Question about a list of ZF axioms and, in particular, SEP In A.G. Hamilton's Logic for mathematicians, eight axioms of ZF are given: EXT, NULL, PAIR, UNION, POW, REP, INF and REG.
The Axiom Scheme of Replacement is formulated like this:
$$
(\forall x_1)(\exists! x_2)\mathscr{A}(x_1,x_2)\to(\forall x_3)(\exists x_4)(\forall x_5)(x_5\in x_4\leftrightarrow(\exists x_6)(x_6\in x_3\wedge\mathscr{A}(x_6,x_5)))
$$
My question is:

Since SEP is not taken as an axiom, shouldn't REP be formulated
  $$
(\forall x_1)((\forall x_2)(x_2\in x_1\to(\exists! x_3)\mathscr{A}(x_2,x_3))\to(\exists x_4)(\forall x_5)(x_5\in x_4\leftrightarrow(\exists x_6)(x_6\in x_1\wedge\mathscr{A}(x_6,x_5))))
$$

 A: If I understood your reformulation correctly, you're trying to capture the idea that we must first have a set in order to be able of specifying (or separating) a further set by a property (if that's not the idea, ignore my answer). That "patch", however, is not necessary: the consequent of the axiom already specify that the "values" of the function-like expression must belong to a set in order for there to be a further set containing their "images". Notice that the existential quantifier $\exists x_6$ is dependent on the previous quantifier $\forall x_3$; this means that the consequent states: for every set $x_3$, there is a further set $x_4$ such that for every set $x_5$, $x_5$ is an element of $x_4$ iff there is an element $x_6$ of $x_3$ such that $\mathscr{A}(x_6, x_5)$. 

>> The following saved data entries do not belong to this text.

//! Tabular destinations for exported records.

use super::schema::{Cell, Column};
use super::{ExportError, ExportResult};
use async_trait::async_trait;
use sqlx::sqlite::{SqliteConnectOptions, SqlitePoolOptions};
use sqlx::{Sqlite, SqlitePool, Transaction};
use std::path::Path;
use std::time::Duration;
use tracing::debug;

/// How long a write waits for a locked database file.
const BUSY_TIMEOUT: Duration = Duration::from_secs(30);

/// A destination that accepts one table of fixed-width rows.
#[async_trait]
pub trait TableSink: Send {
    /// Create the table. Called once, before any row.
    async fn create_table(&mut self, table: &str, columns: &[Column]) -> ExportResult<()>;

    /// Append one row with one cell per column.
    async fn insert_row(&mut self, row: Vec<Cell>) -> ExportResult<()>;

    /// Make everything written so far durable.
    async fn commit(&mut self) -> ExportResult<()>;
}

/// Double embedded quotes and wrap in quotes.
fn quote_identifier(name: &str) -> String {
    format!("\"{}\"", name.replace('"', "\"\""))
}

/// [`TableSink`] writing into a `SQLite` database.
///
/// Everything between [`create_table`](TableSink::create_table) and
/// [`commit`](TableSink::commit) runs in one transaction.
pub struct SqliteSink {
    pool: SqlitePool,
    tx: Option<Transaction<'static, Sqlite>>,
    insert_sql: Option<String>,
}

impl SqliteSink {
    /// Open (or create) the database file at `path`.
    ///
    /// # Errors
    ///
    /// Returns an error if the file cannot be opened.
    pub async fn open(path: &Path) -> ExportResult<Self> {
        let options = SqliteConnectOptions::new()
            .filename(path)
            .create_if_missing(true)
            .busy_timeout(BUSY_TIMEOUT);
        let pool = SqlitePoolOptions::new()
            .max_connections(1)
            .connect_with(options)
            .await?;
        debug!(path = %path.display(), "opened export database");
        Ok(Self::from_pool(pool))
    }

    /// Private in-memory database.
    ///
    /// # Errors
    ///
    /// Returns an error if `SQLite` cannot be initialized.
    pub async fn in_memory() -> ExportResult<Self> {
        let pool = SqlitePoolOptions::new()
            .max_connections(1)
            .connect("sqlite::memory:")
            .await?;
        Ok(Self::from_pool(pool))
    }

    /// Use an existing pool.
    #[must_use]
    pub const fn from_pool(pool: SqlitePool) -> Self {
        Self {
            pool,
            tx: None,
            insert_sql: None,
        }
    }

    /// Pool the sink writes through.
    #[must_use]
    pub const fn pool(&self) -> &SqlitePool {
        &self.pool
    }

    fn transaction(&mut self) -> ExportResult<&mut Transaction<'static, Sqlite>> {
        self.tx
            .as_mut()
            .ok_or_else(|| ExportError::Sink("no table has been created".to_string()))
    }
}

#[async_trait]
impl TableSink for SqliteSink {
    async fn create_table(&mut self, table: &str, columns: &[Column]) -> ExportResult<()> {
        if table.is_empty() {
            return Err(ExportError::Sink("table name is empty".to_string()));
        }
        if columns.is_empty() {
            return Err(ExportError::NoColumns);
        }

        let table = quote_identifier(table);
        let definitions = columns
            .iter()
            .map(|c| format!("{} {}", quote_identifier(&c.name), c.column_type.sql()))
            .collect::<Vec<_>>()
            .join(", ");
        let names = columns
            .iter()
            .map(|c| quote_identifier(&c.name))
            .collect::<Vec<_>>()
            .join(", ");
        let placeholders = vec!["?"; columns.len()].join(", ");

        let mut tx = self.pool.begin().await?;
        sqlx::query(&format!("CREATE TABLE {table} ({definitions})"))
            .execute(&mut *tx)
            .await?;
        self.tx = Some(tx);
        self.insert_sql = Some(format!("INSERT INTO {table} ({names}) VALUES ({placeholders})"));
        Ok(())
    }

    async fn insert_row(&mut self, row: Vec<Cell>) -> ExportResult<()> {
        let sql = self
            .insert_sql
            .clone()
            .ok_or_else(|| ExportError::Sink("no table has been created".to_string()))?;
        let mut query = sqlx::query(&sql);
        for cell in row {
            query = match cell {
                Cell::Null => query.bind(None::<String>),
                Cell::Text(s) => query.bind(s),
                Cell::Integer(i) => query.bind(i),
                Cell::Real(r) => query.bind(r),
            };
        }
        query.execute(&mut **self.transaction()?).await?;
        Ok(())
    }

    async fn commit(&mut self) -> ExportResult<()> {
        if let Some(tx) = self.tx.take() {
            tx.commit().await?;
        }
        Ok(())
    }
}

#[cfg(test)]
mod tests {
    use super::*;
    use crate::export::schema::ColumnType;

    fn columns() -> Vec<Column> {
        vec![
            Column {
                name: "name".into(),
                column_type: ColumnType::Text,
            },
            Column {
                name: "n".into(),
                column_type: ColumnType::Integer,
            },
        ]
    }

    #[test]
    fn test_quote_identifier() {
        assert_eq!(quote_identifier("a\"b"), "\"a\"\"b\"");
    }

    #[tokio::test]
    async fn test_rows_visible_after_commit() {
        let mut sink = SqliteSink::in_memory().await.unwrap();
        sink.create_table("data", &columns()).await.unwrap();
        sink.insert_row(vec![Cell::Text("a".into()), Cell::Integer(1)])
            .await
            .unwrap();
        sink.insert_row(vec![Cell::Text("b".into()), Cell::Null])
            .await
            .unwrap();
        sink.commit().await.unwrap();

        let rows: Vec<(String, Option<i64>)> =
            sqlx::query_as("SELECT name, n FROM data ORDER BY name")
                .fetch_all(sink.pool())
                .await
                .unwrap();
        assert_eq!(rows, vec![("a".into(), Some(1)), ("b".into(), None)]);
    }

    #[tokio::test]
    async fn test_insert_before_create_fails() {
        let mut sink = SqliteSink::in_memory().await.unwrap();
        assert!(sink.insert_row(vec![Cell::Null]).await.is_err());
    }

    #[tokio::test]
    async fn test_rejects_empty_schema() {
        let mut sink = SqliteSink::in_memory().await.unwrap();
        assert!(matches!(
            sink.create_table("data", &[]).await,
            Err(ExportError::NoColumns)
        ));
    }
}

As for Suppes, note that he's working in a set-theory with urelements (objects which are not sets). That's why he includes a free variable (not bound, as in your case) for sets in his formulation of the axiom.
A: This is confusing. Did you use actual individual variables of the formal language to write the axiom? Or perhaps are $x_1$ to $x_6$ metavariables (metamathematical variables)? If these are individual variables, then this wff is not the REP scheme (without parameters), because the metamathematical variable $\mathscr{A}$ (which represents some wff) has fixed individual variables $x_1$ and $x_2,$ being functional on $x_2$ with $x_1$, and one cannot introduce $x_5$ and $x_6$ in the consequent, except in the case of substitutions of variables (and perhaps this is what you meant whith the brackets "$\mathscr{A}(x_6,x_5)$"), but this is unnecessary. Being $x_1$ to $x_6$ individual variables, of course they are all distinct. Make sure $x_4$ is not free in $\mathscr{A}$ and just repeat $x_2$ and $x_1$ in the consequent like this
$$((\forall x_1)(\exists! x_2) \mathscr{A}) \to (\forall x_3)(\exists x_4)(\forall x_2)((x_2 \in  x_4) \leftrightarrow (\exists x_1)((x_1 \in x_3) \wedge \mathscr{A}))$$
and we are done.
Note that we can interchange the individual variables by others not occurring on the scheme by means of some alphabetic variant (meta)result.
On the other hand, if $x_1$, ..., $x_6$ are metavariables, then one has to make explicit they represent distinct individual variables, except that $x_6$ is $x_1$ and $x_5$ is $x_2$ or they are all distinct and the string $\mathscr{A}(x_6,x_5)$ is the wff obtained from the wff $\mathscr{A}(x_1,x_2)$ by replacing $x_1$ by $x_6$ and $x_2$ by $x_5$ where they are substitutable.